In a different book that focused on small towns in rural Wisconsin, Kathy Cramer (2016) explains an observed “rural consciousness”, shorthand for “an identity for a rural person that includes much more than an attachment to place. It includes a sense that decision makers routinely ignore rural places and fail to give rural places their fair share of resources …” (p.6). Cramer observes that through this lens, it makes sense that rural people would seek a smaller government imprint. It is noteworthy that many other observers are confused by this view since a rural population with low incomes would seemingly benefit from more robust federal government investments and human service programs in their communities since poverty and inequality issues are significant in rural places.

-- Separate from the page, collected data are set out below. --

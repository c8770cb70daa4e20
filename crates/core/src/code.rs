// SPDX-License-Identifier: BUSL-1.1
// Copyright (c) 2026 Alfred Jean LLC

//! Executable units: bytecode, line tables, and the instrumented form
//!
//! A `CodeUnit` owns its original instruction array, which never changes.
//! Instrumentation lives in a separate `Executable` that the monitor rebuilds
//! and swaps in whole, so readers always see one consistent version.

use crate::executable::Executable;
use std::collections::HashMap;
use std::fmt;
use std::sync::atomic::{AtomicBool, AtomicU64, Ordering};
use std::sync::{Arc, Mutex, OnceLock, RwLock};
use thiserror::Error;

/// Errors building a code unit or program
#[derive(Debug, Clone, PartialEq, Eq, Error)]
pub enum CodeError {
    #[error("unit {0} has no instructions")]
    Empty(String),
    #[error("unit {unit}: {lines} line entries for {instrs} instructions")]
    LineTableMismatch {
        unit: String,
        lines: usize,
        instrs: usize,
    },
    #[error("unit {unit}: jump at offset {offset} targets {target}, outside the unit")]
    BadTarget {
        unit: String,
        offset: usize,
        target: usize,
    },
    #[error("unit {unit}: local slot {slot} at offset {offset} exceeds {locals} locals")]
    BadSlot {
        unit: String,
        offset: usize,
        slot: u16,
        locals: u16,
    },
    #[error("unit {unit}: arity {arity} exceeds {locals} locals")]
    BadArity { unit: String, arity: u8, locals: u16 },
    #[error("unit {0}: last instruction must be return, raise, or jump")]
    FallsOffEnd(String),
    #[error("duplicate function: {0}")]
    DuplicateFunction(String),
    #[error("unit {unit} calls undefined function {callee}")]
    UndefinedFunction { unit: String, callee: String },
}

/// Literal operand of `push`
#[derive(Clone, Debug, PartialEq, Eq)]
pub enum Constant {
    None,
    Bool(bool),
    Int(i64),
    Str(Arc<str>),
}

impl fmt::Display for Constant {
    fn fmt(&self, f: &mut fmt::Formatter<'_>) -> fmt::Result {
        match self {
            Constant::None => write!(f, "none"),
            Constant::Bool(b) => write!(f, "{}", b),
            Constant::Int(n) => write!(f, "{}", n),
            Constant::Str(s) => write!(f, "{:?}", s),
        }
    }
}

/// One bytecode instruction. Jump targets are absolute offsets.
#[derive(Clone, Debug, PartialEq, Eq)]
pub enum Instr {
    Nop,
    Push(Constant),
    Load(u16),
    Store(u16),
    Pop,
    Dup,
    Add,
    Sub,
    Mul,
    Div,
    Mod,
    Lt,
    Le,
    Gt,
    Ge,
    Eq,
    Ne,
    Not,
    Jump(usize),
    JumpIfFalse(usize),
    JumpIfTrue(usize),
    Call { function: Arc<str>, argc: u8 },
    CallNative { native: Arc<str>, argc: u8 },
    Return,
    /// Create a suspended generator for `function` with `argc` arguments
    MakeGen { function: Arc<str>, argc: u8 },
    /// Advance the generator on top of the stack, or pop it and jump when exhausted
    ForIter(usize),
    Yield,
    /// Resume the generator below the top of stack by raising the top of stack in it
    Throw,
    Raise,
    /// Pop a message and push an exception of the given kind
    NewException(Arc<str>),
    /// Install a handler that jumps to the target when an exception is raised
    PushHandler(usize),
    PopHandler,
}

impl Instr {
    /// Static control-flow target, if the instruction has one
    pub fn target(&self) -> Option<usize> {
        match self {
            Instr::Jump(t)
            | Instr::JumpIfFalse(t)
            | Instr::JumpIfTrue(t)
            | Instr::ForIter(t)
            | Instr::PushHandler(t) => Some(*t),
            _ => None,
        }
    }

    pub fn is_branch(&self) -> bool {
        matches!(self, Instr::JumpIfFalse(_) | Instr::JumpIfTrue(_))
    }

    fn is_terminator(&self) -> bool {
        matches!(self, Instr::Return | Instr::Raise | Instr::Jump(_))
    }

    fn slot(&self) -> Option<u16> {
        match self {
            Instr::Load(s) | Instr::Store(s) => Some(*s),
            _ => None,
        }
    }

    pub fn mnemonic(&self) -> &'static str {
        match self {
            Instr::Nop => "nop",
            Instr::Push(_) => "push",
            Instr::Load(_) => "load",
            Instr::Store(_) => "store",
            Instr::Pop => "pop",
            Instr::Dup => "dup",
            Instr::Add => "add",
            Instr::Sub => "sub",
            Instr::Mul => "mul",
            Instr::Div => "div",
            Instr::Mod => "mod",
            Instr::Lt => "lt",
            Instr::Le => "le",
            Instr::Gt => "gt",
            Instr::Ge => "ge",
            Instr::Eq => "eq",
            Instr::Ne => "ne",
            Instr::Not => "not",
            Instr::Jump(_) => "jump",
            Instr::JumpIfFalse(_) => "jump_if_false",
            Instr::JumpIfTrue(_) => "jump_if_true",
            Instr::Call { .. } => "call",
            Instr::CallNative { .. } => "native",
            Instr::Return => "return",
            Instr::MakeGen { .. } => "gen",
            Instr::ForIter(_) => "for_iter",
            Instr::Yield => "yield",
            Instr::Throw => "throw",
            Instr::Raise => "raise",
            Instr::NewException(_) => "exception",
            Instr::PushHandler(_) => "try",
            Instr::PopHandler => "end_try",
        }
    }
}

impl fmt::Display for Instr {
    fn fmt(&self, f: &mut fmt::Formatter<'_>) -> fmt::Result {
        let m = self.mnemonic();
        match self {
            Instr::Push(c) => write!(f, "{} {}", m, c),
            Instr::Load(s) | Instr::Store(s) => write!(f, "{} {}", m, s),
            Instr::Jump(t)
            | Instr::JumpIfFalse(t)
            | Instr::JumpIfTrue(t)
            | Instr::ForIter(t)
            | Instr::PushHandler(t) => write!(f, "{} {}", m, t),
            Instr::Call { function, argc } | Instr::MakeGen { function, argc } => {
                write!(f, "{} {} {}", m, function, argc)
            }
            Instr::CallNative { native, argc } => write!(f, "{} {} {}", m, native, argc),
            Instr::NewException(kind) => write!(f, "{} {}", m, kind),
            _ => f.write_str(m),
        }
    }
}

/// Process-unique identity of a code unit
#[derive(Clone, Copy, Debug, PartialEq, Eq, Hash, PartialOrd, Ord)]
pub struct UnitId(pub u64);

impl UnitId {
    fn next() -> Self {
        static NEXT: AtomicU64 = AtomicU64::new(1);
        UnitId(NEXT.fetch_add(1, Ordering::Relaxed))
    }
}

impl fmt::Display for UnitId {
    fn fmt(&self, f: &mut fmt::Formatter<'_>) -> fmt::Result {
        write!(f, "#{}", self.0)
    }
}

/// Ids of dropped units, drained by the monitor that attached them
#[derive(Debug, Default)]
pub struct Retirements {
    ids: Mutex<Vec<UnitId>>,
}

impl Retirements {
    pub fn new() -> Self {
        Self::default()
    }

    fn retire(&self, id: UnitId) {
        self.ids.lock().unwrap_or_else(|e| e.into_inner()).push(id);
    }

    pub fn drain(&self) -> Vec<UnitId> {
        std::mem::take(&mut *self.ids.lock().unwrap_or_else(|e| e.into_inner()))
    }
}

/// Compiled representation of one function body
pub struct CodeUnit {
    id: UnitId,
    name: Arc<str>,
    arity: u8,
    locals: u16,
    code: Arc<[Instr]>,
    lines: Arc<[u32]>,
    frozen: AtomicBool,
    executable: RwLock<Arc<Executable>>,
    owner: OnceLock<Arc<Retirements>>,
}

impl CodeUnit {
    pub fn new(
        name: impl Into<Arc<str>>,
        arity: u8,
        locals: u16,
        code: Vec<Instr>,
        lines: Vec<u32>,
    ) -> Result<Self, CodeError> {
        let name: Arc<str> = name.into();
        let unit = name.to_string();

        if code.is_empty() {
            return Err(CodeError::Empty(unit));
        }
        if lines.len() != code.len() {
            return Err(CodeError::LineTableMismatch {
                unit,
                lines: lines.len(),
                instrs: code.len(),
            });
        }
        if u16::from(arity) > locals {
            return Err(CodeError::BadArity {
                unit,
                arity,
                locals,
            });
        }
        for (offset, instr) in code.iter().enumerate() {
            if let Some(target) = instr.target() {
                if target >= code.len() {
                    return Err(CodeError::BadTarget {
                        unit,
                        offset,
                        target,
                    });
                }
            }
            if let Some(slot) = instr.slot() {
                if slot >= locals {
                    return Err(CodeError::BadSlot {
                        unit,
                        offset,
                        slot,
                        locals,
                    });
                }
            }
        }
        if !code.last().is_some_and(Instr::is_terminator) {
            return Err(CodeError::FallsOffEnd(unit));
        }

        Ok(Self {
            id: UnitId::next(),
            name,
            arity,
            locals,
            code: code.into(),
            lines: lines.into(),
            frozen: AtomicBool::new(false),
            executable: RwLock::new(Arc::new(Executable::idle())),
            owner: OnceLock::new(),
        })
    }

    pub fn id(&self) -> UnitId {
        self.id
    }

    pub fn name(&self) -> &str {
        &self.name
    }

    pub fn arity(&self) -> u8 {
        self.arity
    }

    pub fn locals(&self) -> u16 {
        self.locals
    }

    pub fn len(&self) -> usize {
        self.code.len()
    }

    pub fn is_empty(&self) -> bool {
        self.code.is_empty()
    }

    /// Original, uninstrumented instructions
    pub fn code(&self) -> &[Instr] {
        &self.code
    }

    pub fn instr(&self, offset: usize) -> Option<&Instr> {
        self.code.get(offset)
    }

    /// Source line of the instruction at `offset`
    pub fn line_at(&self, offset: usize) -> Option<u32> {
        self.lines.get(offset).copied()
    }

    /// Whether `offset` is the first instruction of a source line
    pub fn starts_line(&self, offset: usize) -> bool {
        match offset {
            0 => !self.lines.is_empty(),
            n => n < self.lines.len() && self.lines[n] != self.lines[n - 1],
        }
    }

    /// Current executable form
    pub fn executable(&self) -> Arc<Executable> {
        Arc::clone(&self.executable.read().unwrap_or_else(|e| e.into_inner()))
    }

    /// Swap in a new executable form, returning the old one.
    ///
    /// Called by the monitor's rewriter after a change has been planned for
    /// every affected unit.
    pub fn install(&self, executable: Arc<Executable>) -> Arc<Executable> {
        let mut current = self.executable.write().unwrap_or_else(|e| e.into_inner());
        std::mem::replace(&mut *current, executable)
    }

    /// Forbid further rewrites of this unit
    pub fn freeze(&self) {
        self.frozen.store(true, Ordering::SeqCst);
    }

    pub fn thaw(&self) {
        self.frozen.store(false, Ordering::SeqCst);
    }

    pub fn is_frozen(&self) -> bool {
        self.frozen.load(Ordering::SeqCst)
    }

    /// Tie this unit's lifetime to a monitor. Returns false if the unit is
    /// already attached to a different one.
    pub fn attach(&self, retirements: &Arc<Retirements>) -> bool {
        let owner = self.owner.get_or_init(|| Arc::clone(retirements));
        Arc::ptr_eq(owner, retirements)
    }
}

impl Drop for CodeUnit {
    fn drop(&mut self) {
        if let Some(owner) = self.owner.get() {
            owner.retire(self.id);
        }
    }
}

impl fmt::Debug for CodeUnit {
    fn fmt(&self, f: &mut fmt::Formatter<'_>) -> fmt::Result {
        f.debug_struct("CodeUnit")
            .field("id", &self.id)
            .field("name", &self.name)
            .field("arity", &self.arity)
            .field("len", &self.code.len())
            .finish()
    }
}

/// A set of named code units
#[derive(Debug, Clone, Default)]
pub struct Program {
    units: Vec<Arc<CodeUnit>>,
    by_name: HashMap<String, usize>,
}

impl Program {
    /// Build a program, checking names are unique and every call resolves
    pub fn new(units: Vec<CodeUnit>) -> Result<Self, CodeError> {
        let mut by_name = HashMap::new();
        for (index, unit) in units.iter().enumerate() {
            if by_name.insert(unit.name().to_string(), index).is_some() {
                return Err(CodeError::DuplicateFunction(unit.name().to_string()));
            }
        }
        for unit in &units {
            for instr in unit.code() {
                if let Instr::Call { function, .. } | Instr::MakeGen { function, .. } = instr {
                    if !by_name.contains_key(&**function) {
                        return Err(CodeError::UndefinedFunction {
                            unit: unit.name().to_string(),
                            callee: function.to_string(),
                        });
                    }
                }
            }
        }
        Ok(Self {
            units: units.into_iter().map(Arc::new).collect(),
            by_name,
        })
    }

    pub fn get(&self, name: &str) -> Option<&Arc<CodeUnit>> {
        self.by_name.get(name).map(|&i| &self.units[i])
    }

    pub fn units(&self) -> &[Arc<CodeUnit>] {
        &self.units
    }

    pub fn len(&self) -> usize {
        self.units.len()
    }

    pub fn is_empty(&self) -> bool {
        self.units.is_empty()
    }
}

#[cfg(test)]
#[path = "code_tests.rs"]
mod tests;
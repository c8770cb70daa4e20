// SPDX-License-Identifier: BUSL-1.1
// Copyright (c) 2026 Alfred Jean LLC

//! Bytecode interpreter
//!
//! Each frame pins the executable it last read from its unit. The pin is
//! refreshed at frame entry, generator resume and backward jumps, so a frame
//! never observes a half-applied instrumentation change. Rewrites made on the
//! running thread, from a callback or a callee, are also picked up once the
//! callback returns or the callee returns into the frame.

use crate::error::VmError;
use crate::frame::{Frame, FrameKind, Handler, StackView};
use crate::legacy::{LegacyHooks, ProfileEvent, TraceEvent};
use crate::monitor::{EventArgs, Monitor};
use crate::native::Natives;
use crate::value::{self, Generator, Value};
use serde::{Deserialize, Serialize};
use sonde_core::{CodeUnit, EventKind, Exception, Instr, Program, Trap};
use std::sync::Arc;

/// Interpreter limits
#[derive(Clone, Debug, PartialEq, Eq, Serialize, Deserialize)]
#[serde(default)]
pub struct VmConfig {
    /// Maximum number of frames on one thread
    pub max_depth: usize,
}

impl Default for VmConfig {
    fn default() -> Self {
        Self { max_depth: 256 }
    }
}

enum Step {
    Continue,
    Done(Value),
}

/// A loaded program bound to a monitor. Shareable across threads.
pub struct Vm {
    program: Program,
    natives: Natives,
    monitor: Arc<Monitor>,
    config: VmConfig,
}
// SPDX-License-Identifier: BUSL-1.1
// Copyright (c) 2026 Alfred Jean LLC

use super::*;
use crate::legacy::{eval_override, profile_hook, trace_hook};
use std::sync::Mutex;
use yare::parameterized;

fn vm(source: &str) -> Vm {
    let program = sonde_asm::parse(source).unwrap();
    Vm::new(program, Arc::new(Monitor::new())).unwrap()
}

const ARITH: &str = "
fn add(a, b)
    load a; load b; add; return
end

fn sum_to(n)
    push 0; store total
top:
    load n; push 0; gt
    jump_if_false done
    load total; load n; add; store total
    load n; push 1; sub; store n
    jump top
done:
    load total; return
end

fn fact(n)
    load n; push 1; le
    jump_if_false recurse
    push 1; return
recurse:
    load n; load n; push 1; sub
    call fact 1
    mul; return
end

fn divide(a, b)
    load a; load b; div; return
end

fn describe(x)
    load x; native str 1; push \"!\"; add; return
end

fn forever(n)
    load n; call forever 1; return
end
";

#[parameterized(
    add = { "add", vec![Value::Int(2), Value::Int(3)], Value::Int(5) },
    loop_sum = { "sum_to", vec![Value::Int(10)], Value::Int(55) },
    recursion = { "fact", vec![Value::Int(5)], Value::Int(120) },
    native = { "describe", vec![Value::Int(7)], Value::str("7!") },
)]
fn runs_programs(function: &str, args: Vec<Value>, expected: Value) {
    assert_eq!(vm(ARITH).call(function, args).unwrap(), expected);
}

#[test]
fn runtime_errors_surface_as_uncaught_exceptions() {
    let err = vm(ARITH)
        .call("divide", vec![Value::Int(1), Value::Int(0)])
        .unwrap_err();
    assert!(err.exception().unwrap().is_kind("ZeroDivisionError"));
}

#[test]
fn host_call_errors() {
    let vm = vm(ARITH);
    assert_eq!(
        vm.call("missing", vec![]).unwrap_err(),
        VmError::UnknownFunction("missing".to_string())
    );
    assert!(matches!(
        vm.call("add", vec![Value::Int(1)]).unwrap_err(),
        VmError::Arity { expected: 2, got: 1, .. }
    ));
}

#[test]
fn depth_limit_raises_recursion_error() {
    let vm = vm(ARITH).with_config(VmConfig { max_depth: 16 });
    let err = vm.call("forever", vec![Value::Int(0)]).unwrap_err();
    assert!(err.exception().unwrap().is_kind("RecursionError"));
}

#[test]
fn unknown_native_is_name_error() {
    let vm = vm(ARITH).with_natives(Natives::new());
    let err = vm.call("describe", vec![Value::Int(1)]).unwrap_err();
    assert!(err.exception().unwrap().is_kind("NameError"));
}

const EXCEPTIONS: &str = "
fn safe_div(a, b)
    try failed
    load a; load b; div
    end_try
    return
failed:
    store e
    push -1; return
end

fn reraise()
    try failed
    push \"bad\"; exception ValueError; raise
failed:
    raise
end

fn outer()
    try failed
    call inner 0
    end_try
    return
failed:
    return
end

fn inner()
    push \"deep\"; exception KeyError; raise
end
";

#[test]
fn handlers_catch_exceptions() {
    let vm = vm(EXCEPTIONS);
    assert_eq!(
        vm.call("safe_div", vec![Value::Int(6), Value::Int(3)]).unwrap(),
        Value::Int(2)
    );
    assert_eq!(
        vm.call("safe_div", vec![Value::Int(6), Value::Int(0)]).unwrap(),
        Value::Int(-1)
    );
}

#[test]
fn exceptions_propagate_through_frames() {
    let vm = vm(EXCEPTIONS);
    let caught = vm.call("outer", vec![]).unwrap();
    assert_eq!(caught, Value::exception(Exception::new("KeyError", "deep")));

    let err = vm.call("reraise", vec![]).unwrap_err();
    assert_eq!(err.exception(), Some(&Exception::new("ValueError", "bad")));
}

const GENERATORS: &str = "
fn count(n)
    push 0; store i
top:
    load i; load n; lt
    jump_if_false done
    load i; yield; pop
    load i; push 1; add; store i
    jump top
done:
end

fn total(n)
    push 0; store sum
    load n; gen count 1
next:
    for_iter finished
    load sum; add; store sum
    jump next
finished:
    load sum; return
end

fn guarded()
    try stop
again:
    push none; yield; pop
    jump again
stop:
    pop
    push \"stopped\"; yield
    return
end

fn thrower()
    gen guarded 0
    dup; for_iter done
    pop
    push \"halt\"; exception StopIt
    throw
    return
done:
    return
end
";

#[test]
fn generators_yield_values_to_for_iter() {
    let vm = vm(GENERATORS);
    assert_eq!(vm.call("total", vec![Value::Int(5)]).unwrap(), Value::Int(10));
    assert_eq!(vm.call("total", vec![Value::Int(0)]).unwrap(), Value::Int(0));
}

#[test]
fn throw_resumes_generator_with_exception() {
    let vm = vm(GENERATORS);
    assert_eq!(vm.call("thrower", vec![]).unwrap(), Value::str("stopped"));
}

#[test]
fn yield_outside_generator_is_an_error() {
    let vm = vm("fn f()\n push 1; yield\nend\n");
    let err = vm.call("f", vec![]).unwrap_err();
    assert!(err.exception().unwrap().is_kind("RuntimeError"));
}

#[test]
fn trace_hook_sees_calls_lines_and_returns() {
    let vm = vm(ARITH);
    let seen = Arc::new(Mutex::new(Vec::new()));
    let sink = Arc::clone(&seen);
    vm.monitor()
        .set_trace(Some(trace_hook(move |unit, _, event| {
            sink.lock().unwrap().push((unit.name().to_string(), event.clone()));
        })))
        .unwrap();

    vm.call("add", vec![Value::Int(1), Value::Int(2)]).unwrap();
    let seen = seen.lock().unwrap();
    assert_eq!(
        *seen,
        vec![
            ("add".to_string(), TraceEvent::Call),
            ("add".to_string(), TraceEvent::Line(3)),
            ("add".to_string(), TraceEvent::Return),
        ]
    );
}

#[test]
fn profile_hook_sees_natives() {
    let vm = vm(ARITH);
    let seen = Arc::new(Mutex::new(Vec::new()));
    let sink = Arc::clone(&seen);
    vm.monitor()
        .set_profile(Some(profile_hook(move |_, _, event| {
            sink.lock().unwrap().push(event.clone());
        })))
        .unwrap();

    vm.call("describe", vec![Value::Int(1)]).unwrap();
    assert_eq!(
        *seen.lock().unwrap(),
        vec![
            ProfileEvent::Call,
            ProfileEvent::NativeCall(Arc::from("str")),
            ProfileEvent::NativeReturn(Arc::from("str")),
            ProfileEvent::Return,
        ]
    );
}

#[test]
fn eval_override_replaces_calls() {
    let vm = vm(ARITH);
    vm.monitor()
        .set_eval_override(Some(eval_override(|unit, _| {
            (unit.name() == "fact").then(|| Ok(Value::Int(-1)))
        })))
        .unwrap();

    assert_eq!(vm.call("fact", vec![Value::Int(5)]).unwrap(), Value::Int(-1));
    assert_eq!(
        vm.call("add", vec![Value::Int(1), Value::Int(1)]).unwrap(),
        Value::Int(2)
    );
}
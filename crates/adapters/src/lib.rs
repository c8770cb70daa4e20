// SPDX-License-Identifier: BUSL-1.1
// Copyright (c) 2026 Alfred Jean LLC

// Allow panic!/unwrap/expect in test code
#![cfg_attr(test, allow(clippy::panic))]
#![cfg_attr(test, allow(clippy::unwrap_used))]
#![cfg_attr(test, allow(clippy::expect_used))]
// Enable coverage(off) attribute for excluding test infrastructure
#![cfg_attr(coverage_nightly, feature(coverage_attribute))]

//! Audit sinks for monitor state changes

pub mod audit;
pub mod traced;

pub use audit::{AuditLogError, JsonlAuditLog, LoggedRecord, NoOpAuditHook};
pub use traced::TracedAuditHook;

// Test support - only compiled for tests or when explicitly requested
#[cfg(any(test, feature = "test-support"))]
pub use audit::FakeAuditHook;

In 2012, national polls indicated that 70% of the population indicated that it was very, or extremely, important that the federal government have a role in enacting policies that increase the equality of opportunities (Pew Research Center, 2012). Piketty's (2014) economic analysis of income equality that supported a role for government in correcting inequities and Chetty et al.'s (2016) economic analysis of declining economic mobility have received widespread attention since the 2012 elections and became important topics that were featured in the 2016 presidential election. For example, research clearly showed that the probability of upward mobility was much greater for those born in 1940 than for those born in 1980 (Chetty et al., 2016). They concluded that reviving the “American Dream” of high rates of absolute mobility would require that economic growth be spread more broadly across the income distribution. Chetty et al. (2014) also found that rural areas, on average, tend to exhibit higher levels of intergenerational mobility than urban areas. Although their analysis emphasized that this is based on where children grew up, not where they reside as adults: for those that rose from the bottom income quintile to the top income quintile, 55% of children grew up in rural areas and live in urban areas by the age of 30. Chetty et al. (2014) concluded that, given that some places offer greater mobility than others—those with less residential segregation, less income inequality, better primary schools and greater social capital and family stability—there is a role for what regional economists refer to as "place-based" development policies.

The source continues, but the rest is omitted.